Chapter Eighty-Seven: Sunlight and Shadows

● A Morning Without a Shadow

The first thing I noticed was the silence.

It wasn't the usual quiet of the mansion—that deep, watchful hush punctuated by footsteps and murmured communications. This was different. Lighter. The kind of silence that let me breathe without feeling like someone was counting each inhale.

For three glorious days, I'd moved through my morning rituals without the familiar, sardonic presence two steps behind me. No dry commentary on my caffeine intake. No statistical analysis of my "evasion attempts." No grey eyes tracking my every move with that particular blend of detachment and amusement that made me want to throw things at his perfectly stoic face.
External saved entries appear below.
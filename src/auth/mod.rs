pub mod password;

use std::sync::Arc;

use chrono::{DateTime, Duration, Utc};
use jsonwebtoken::{decode, encode, Algorithm, DecodingKey, EncodingKey, Header, Validation};
use serde::{Deserialize, Serialize};
use thiserror::Error;

/// Every session token lives exactly this long.
pub const TOKEN_TTL_DAYS: i64 = 30;

/// Name of the cookie carrying the session token.
pub const TOKEN_COOKIE: &str = "token";

/// Payload signed into a session token. Only the email identifies the user.
#[derive(Debug, Clone, PartialEq, Eq, Serialize, Deserialize)]
pub struct Claims {
    pub email: String,
    pub iat: i64,
    pub exp: i64,
}

impl Claims {
    pub fn new(email: impl Into<String>, issued_at: DateTime<Utc>) -> Self {
        Self {
            email: email.into(),
            iat: issued_at.timestamp(),
            exp: (issued_at + Duration::days(TOKEN_TTL_DAYS)).timestamp(),
        }
    }
}

#[derive(Debug, Error)]
pub enum TokenError {
    /// Malformed, badly signed or expired. Callers never learn which.
    #[error("Invalid token: {0}")]
    Invalid(String),

    #[error("JWT generation error: {0}")]
    Signing(String),

    #[error("Invalid JWT secret")]
    InvalidSecret,
}

/// Issues and verifies HS256 session tokens with a process-wide secret.
#[derive(Clone)]
pub struct TokenCodec {
    keys: Arc<Keys>,
}

struct Keys {
    encoding: EncodingKey,
    decoding: DecodingKey,
    validation: Validation,
}

impl TokenCodec {
    pub fn new(secret: &str) -> Result<Self, TokenError> {
        if secret.is_empty() {
            return Err(TokenError::InvalidSecret);
        }

        let mut validation = Validation::new(Algorithm::HS256);
        validation.leeway = 0;

        Ok(Self {
            keys: Arc::new(Keys {
                encoding: EncodingKey::from_secret(secret.as_bytes()),
                decoding: DecodingKey::from_secret(secret.as_bytes()),
                validation,
            }),
        })
    }

    pub fn issue(&self, email: &str) -> Result<String, TokenError> {
        self.issue_at(email, Utc::now())
    }

    pub fn issue_at(&self, email: &str, issued_at: DateTime<Utc>) -> Result<String, TokenError> {
        let claims = Claims::new(email, issued_at);
        encode(&Header::new(Algorithm::HS256), &claims, &self.keys.encoding)
            .map_err(|e| TokenError::Signing(e.to_string()))
    }

    pub fn verify(&self, token: &str) -> Result<Claims, TokenError> {
        decode::<Claims>(token, &self.keys.decoding, &self.keys.validation)
            .map(|data| data.claims)
            .map_err(|e| TokenError::Invalid(e.to_string()))
    }
}
use crate::config::AppConfig;
use crate::database::{Database, NewUser, User};
use crate::state::AppState;

pub const TEST_SECRET: &str = "unit-test-secret";

/// Application state over an in-memory store, for unit tests.
pub struct TestContext {
    pub state: AppState,
}

impl TestContext {
    pub fn new() -> Self {
        Self::with_database(Database::in_memory())
    }

    pub fn with_database(db: Database) -> Self {
        Self::build(test_config(), db)
    }

    pub fn with_config(config: AppConfig) -> Self {
        Self::build(config, Database::in_memory())
    }

    fn build(config: AppConfig, db: Database) -> Self {
        let state = AppState::new(config, db).expect("test config has a secret");
        Self { state }
    }

    /// Insert an account directly, hashing with the cheapest bcrypt cost.
    pub async fn create_user(&self, email: &str, password: &str) -> User {
        let password_hash = bcrypt::hash(password, 4).expect("hash test password");
        self.state
            .db
            .users()
            .create(NewUser {
                name: Some(email.split('@').next().unwrap_or(email).to_string()),
                email: email.to_string(),
                password_hash,
            })
            .await
            .expect("create test user")
    }

    pub fn cookie_for(&self, email: &str) -> String {
        let token = self.state.tokens.issue(email).expect("issue test token");
        format!("token={}", token)
    }
}

pub fn test_config() -> AppConfig {
    let mut config = AppConfig::development();
    config.security.jwt_secret = TEST_SECRET.to_string();
    config.security.bcrypt_cost = 4;
    config
}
Standing before the bedroom mirror on the fourth morning, adjusting the sleeve of my soft lavender sweater, I couldn't help the relieved sigh that escaped me.

"He's not here today either," I mused aloud, a small, genuine smile touching my lips. "It's… peaceful."

Taehyun leaned against the doorframe, already dressed in a crisp black shirt with the sleeves rolled to his elbows, his arms folded across his chest. His dark hair was still slightly damp from his shower, and the fading bruise beneath his ribs—the one he'd taken for me—was hidden but not forgotten. His eyes watched me in the reflection, a knowing glint in their depths.

"Who isn't?"

"Victor," I said, turning to face him. "Your robotic, overbearing, statistics-quoting shadow. The human spreadsheet who once gave me a seven-minute presentation on why my preferred brand of cereal was 'nutritionally suboptimal.'" I studied his expression, which remained carefully neutral, though the corner of his mouth twitched. "Did you finally fire him? For being insufferable?"

A low, rich chuckle rumbled from his chest. He pushed off the doorframe and closed the distance between us, his fingers coming up to brush a stray strand of hair behind my ear. The touch was featherlight, but it sent warmth cascading down my neck.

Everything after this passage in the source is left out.